[Collected data entries]
___

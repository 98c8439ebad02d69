use crate::cli::{actions::Action, commands, dispatch, telemetry};
use anyhow::Result;

/// Main entry point for the CLI - builds and returns the Action
///
/// # Errors
///
/// Returns an error if argument parsing, telemetry initialization, or action dispatch fails
pub fn start() -> Result<Action> {
    let matches = commands::new().get_matches();

    telemetry::init(commands::logging::level(&matches))?;

    dispatch::handler(&matches)
}
use std::path::PathBuf;

/// Error type for wizard operations.
#[derive(Debug, thiserror::Error)]
pub enum ConfigError {
    /// Operator interrupted a prompt (Ctrl+C, Escape).
    #[error("Configuration cancelled by user")]
    Cancelled,

    /// Prompter failure (terminal I/O, exhausted script, ...).
    #[error("Prompt error: {0}")]
    Prompt(#[from] anyhow::Error),

    /// The rendered config could not be written.
    #[error("Failed to write config to {}: {source}", .path.display())]
    Io {
        path: PathBuf,
        #[source]
        source: std::io::Error,
    },
}

impl ConfigError {
    /// Create a prompt error from any error type.
    pub fn prompt(err: impl Into<anyhow::Error>) -> Self {
        Self::Prompt(err.into())
    }

    /// Check if this error represents user cancellation.
    pub fn is_cancelled(&self) -> bool {
        matches!(self, Self::Cancelled)
    }
}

___

Work to complete:
Word for word, restate the lines above from the line containing "dispatch::handler(&matches)" through the line containing "any error type.", with both included and nothing else.

Reply to the task:
    dispatch::handler(&matches)
}
use std::path::PathBuf;

/// Error type for wizard operations.
#[derive(Debug, thiserror::Error)]
pub enum ConfigError {
    /// Operator interrupted a prompt (Ctrl+C, Escape).
    #[error("Configuration cancelled by user")]
    Cancelled,

    /// Prompter failure (terminal I/O, exhausted script, ...).
    #[error("Prompt error: {0}")]
    Prompt(#[from] anyhow::Error),

    /// The rendered config could not be written.
    #[error("Failed to write config to {}: {source}", .path.display())]
    Io {
        path: PathBuf,
        #[source]
        source: std::io::Error,
    },
}

impl ConfigError {
    /// Create a prompt error from any error type.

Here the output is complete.